Work order >> Transcribe only part of the material below: the lines from the one containing "tracing_subscriber::fmt()" through the one containing "let host = HostResources::detect();", inclusive, exactly as written.
▶
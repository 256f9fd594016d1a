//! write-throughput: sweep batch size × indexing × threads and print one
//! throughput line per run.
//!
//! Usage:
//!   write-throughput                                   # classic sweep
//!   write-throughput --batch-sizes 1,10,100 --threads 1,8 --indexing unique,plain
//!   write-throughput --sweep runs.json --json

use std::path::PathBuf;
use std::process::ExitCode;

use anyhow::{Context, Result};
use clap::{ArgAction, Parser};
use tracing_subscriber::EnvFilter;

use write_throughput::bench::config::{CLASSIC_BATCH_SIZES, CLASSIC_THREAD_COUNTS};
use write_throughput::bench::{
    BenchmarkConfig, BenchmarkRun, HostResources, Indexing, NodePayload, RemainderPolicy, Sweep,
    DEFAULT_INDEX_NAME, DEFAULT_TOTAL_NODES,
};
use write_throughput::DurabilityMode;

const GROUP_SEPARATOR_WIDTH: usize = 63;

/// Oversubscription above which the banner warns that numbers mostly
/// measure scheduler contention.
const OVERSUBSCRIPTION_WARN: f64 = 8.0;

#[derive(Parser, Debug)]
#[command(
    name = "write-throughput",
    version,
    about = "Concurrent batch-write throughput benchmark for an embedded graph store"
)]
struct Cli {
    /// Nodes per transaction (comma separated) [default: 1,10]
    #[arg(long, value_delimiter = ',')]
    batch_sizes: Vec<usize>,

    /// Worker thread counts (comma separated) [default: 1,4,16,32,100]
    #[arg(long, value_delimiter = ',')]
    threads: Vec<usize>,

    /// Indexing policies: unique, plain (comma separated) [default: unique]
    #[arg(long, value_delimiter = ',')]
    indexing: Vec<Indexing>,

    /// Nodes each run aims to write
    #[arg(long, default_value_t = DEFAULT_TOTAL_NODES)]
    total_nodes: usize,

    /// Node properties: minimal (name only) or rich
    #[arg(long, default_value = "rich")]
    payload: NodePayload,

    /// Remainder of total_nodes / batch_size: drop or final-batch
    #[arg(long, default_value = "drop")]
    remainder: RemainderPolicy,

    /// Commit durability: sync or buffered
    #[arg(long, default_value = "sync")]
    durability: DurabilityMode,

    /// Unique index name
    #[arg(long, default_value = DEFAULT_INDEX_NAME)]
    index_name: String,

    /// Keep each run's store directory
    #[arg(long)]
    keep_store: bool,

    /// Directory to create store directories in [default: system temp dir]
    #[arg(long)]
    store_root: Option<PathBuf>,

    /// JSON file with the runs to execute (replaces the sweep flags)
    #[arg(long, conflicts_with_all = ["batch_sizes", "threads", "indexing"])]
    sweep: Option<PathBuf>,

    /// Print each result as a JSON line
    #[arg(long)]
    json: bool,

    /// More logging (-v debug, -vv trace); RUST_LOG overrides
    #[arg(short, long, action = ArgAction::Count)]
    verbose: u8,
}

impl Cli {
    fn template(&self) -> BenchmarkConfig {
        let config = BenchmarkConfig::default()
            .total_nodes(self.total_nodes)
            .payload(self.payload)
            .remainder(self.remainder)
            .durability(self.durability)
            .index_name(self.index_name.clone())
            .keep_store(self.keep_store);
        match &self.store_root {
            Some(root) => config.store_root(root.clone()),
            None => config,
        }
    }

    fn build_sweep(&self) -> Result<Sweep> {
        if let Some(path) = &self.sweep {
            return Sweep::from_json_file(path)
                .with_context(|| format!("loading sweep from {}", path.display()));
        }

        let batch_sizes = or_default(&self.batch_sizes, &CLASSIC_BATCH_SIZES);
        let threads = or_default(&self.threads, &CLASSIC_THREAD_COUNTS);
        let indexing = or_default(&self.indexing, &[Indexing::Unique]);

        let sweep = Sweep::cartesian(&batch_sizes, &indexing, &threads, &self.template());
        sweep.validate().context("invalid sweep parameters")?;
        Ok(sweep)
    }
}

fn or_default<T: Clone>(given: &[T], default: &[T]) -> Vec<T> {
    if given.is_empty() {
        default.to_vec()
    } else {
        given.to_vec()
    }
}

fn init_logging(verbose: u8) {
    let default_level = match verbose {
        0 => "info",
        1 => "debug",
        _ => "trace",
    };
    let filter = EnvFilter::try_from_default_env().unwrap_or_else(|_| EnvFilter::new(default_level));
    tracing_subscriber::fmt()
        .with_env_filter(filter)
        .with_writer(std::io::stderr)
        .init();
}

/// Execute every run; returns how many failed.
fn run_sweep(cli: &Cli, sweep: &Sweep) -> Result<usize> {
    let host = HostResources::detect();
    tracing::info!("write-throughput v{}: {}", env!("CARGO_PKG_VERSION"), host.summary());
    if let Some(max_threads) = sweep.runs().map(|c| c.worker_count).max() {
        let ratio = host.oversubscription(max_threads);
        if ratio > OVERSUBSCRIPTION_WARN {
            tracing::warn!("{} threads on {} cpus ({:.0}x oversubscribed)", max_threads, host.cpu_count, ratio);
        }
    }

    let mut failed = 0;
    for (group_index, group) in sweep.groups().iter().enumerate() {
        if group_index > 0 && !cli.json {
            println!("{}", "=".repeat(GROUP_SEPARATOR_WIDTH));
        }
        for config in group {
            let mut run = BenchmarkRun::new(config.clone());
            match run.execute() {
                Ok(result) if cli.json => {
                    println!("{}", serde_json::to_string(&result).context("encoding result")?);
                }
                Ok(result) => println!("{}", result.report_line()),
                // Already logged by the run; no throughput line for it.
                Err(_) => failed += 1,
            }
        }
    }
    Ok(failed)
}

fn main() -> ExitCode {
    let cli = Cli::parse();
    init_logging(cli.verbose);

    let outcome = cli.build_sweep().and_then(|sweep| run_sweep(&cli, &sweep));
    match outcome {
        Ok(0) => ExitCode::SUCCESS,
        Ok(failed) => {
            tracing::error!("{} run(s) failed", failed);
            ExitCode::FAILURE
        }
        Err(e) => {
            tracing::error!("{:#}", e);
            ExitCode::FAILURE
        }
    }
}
◀
▶
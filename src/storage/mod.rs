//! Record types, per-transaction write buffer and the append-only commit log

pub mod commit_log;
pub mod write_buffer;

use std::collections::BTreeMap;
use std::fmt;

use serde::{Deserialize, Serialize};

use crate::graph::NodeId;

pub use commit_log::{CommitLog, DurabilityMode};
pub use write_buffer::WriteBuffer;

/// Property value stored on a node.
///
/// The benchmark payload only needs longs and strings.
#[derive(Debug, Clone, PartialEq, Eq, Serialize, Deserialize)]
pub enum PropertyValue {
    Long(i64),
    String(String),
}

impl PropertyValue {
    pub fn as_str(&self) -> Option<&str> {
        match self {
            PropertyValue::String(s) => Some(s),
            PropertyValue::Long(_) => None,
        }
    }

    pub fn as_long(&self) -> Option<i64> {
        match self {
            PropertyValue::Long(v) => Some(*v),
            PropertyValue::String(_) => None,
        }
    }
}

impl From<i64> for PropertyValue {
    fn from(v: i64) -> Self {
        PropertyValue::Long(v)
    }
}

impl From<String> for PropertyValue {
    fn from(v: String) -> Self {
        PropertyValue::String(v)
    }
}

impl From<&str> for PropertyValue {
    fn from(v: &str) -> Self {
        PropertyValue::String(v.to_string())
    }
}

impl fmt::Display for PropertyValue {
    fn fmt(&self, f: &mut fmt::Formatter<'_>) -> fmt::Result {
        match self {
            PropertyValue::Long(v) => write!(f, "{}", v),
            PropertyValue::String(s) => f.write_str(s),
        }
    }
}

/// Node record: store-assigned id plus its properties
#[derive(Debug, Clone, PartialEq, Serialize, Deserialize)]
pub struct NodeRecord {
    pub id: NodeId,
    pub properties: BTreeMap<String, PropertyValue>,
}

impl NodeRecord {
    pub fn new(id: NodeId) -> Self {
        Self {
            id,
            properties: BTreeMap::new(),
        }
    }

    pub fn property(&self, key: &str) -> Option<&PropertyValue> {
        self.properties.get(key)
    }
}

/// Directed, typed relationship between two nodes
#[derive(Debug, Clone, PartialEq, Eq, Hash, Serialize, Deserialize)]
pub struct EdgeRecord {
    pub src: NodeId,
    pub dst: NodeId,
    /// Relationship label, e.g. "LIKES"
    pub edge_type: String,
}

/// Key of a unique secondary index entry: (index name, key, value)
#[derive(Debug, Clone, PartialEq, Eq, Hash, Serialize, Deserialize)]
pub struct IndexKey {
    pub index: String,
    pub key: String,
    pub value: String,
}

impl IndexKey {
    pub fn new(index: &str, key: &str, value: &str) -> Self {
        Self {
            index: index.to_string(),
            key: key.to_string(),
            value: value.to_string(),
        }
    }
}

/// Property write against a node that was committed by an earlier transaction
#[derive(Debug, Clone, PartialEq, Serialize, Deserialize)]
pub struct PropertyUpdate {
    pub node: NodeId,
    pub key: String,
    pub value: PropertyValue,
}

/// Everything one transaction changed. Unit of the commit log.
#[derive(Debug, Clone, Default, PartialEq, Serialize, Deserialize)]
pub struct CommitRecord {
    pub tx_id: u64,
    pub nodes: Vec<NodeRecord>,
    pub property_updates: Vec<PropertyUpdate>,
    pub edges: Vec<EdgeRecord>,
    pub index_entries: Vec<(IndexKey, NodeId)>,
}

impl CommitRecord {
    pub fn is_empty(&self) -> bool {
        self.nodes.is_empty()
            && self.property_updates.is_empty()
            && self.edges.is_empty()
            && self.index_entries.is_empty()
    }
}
◀
Reply >>
    tracing_subscriber::fmt()
        .with_env_filter(filter)
        .with_writer(std::io::stderr)
        .init();
}

/// Execute every run; returns how many failed.
fn run_sweep(cli: &Cli, sweep: &Sweep) -> Result<usize> {
    let host = HostResources::detect();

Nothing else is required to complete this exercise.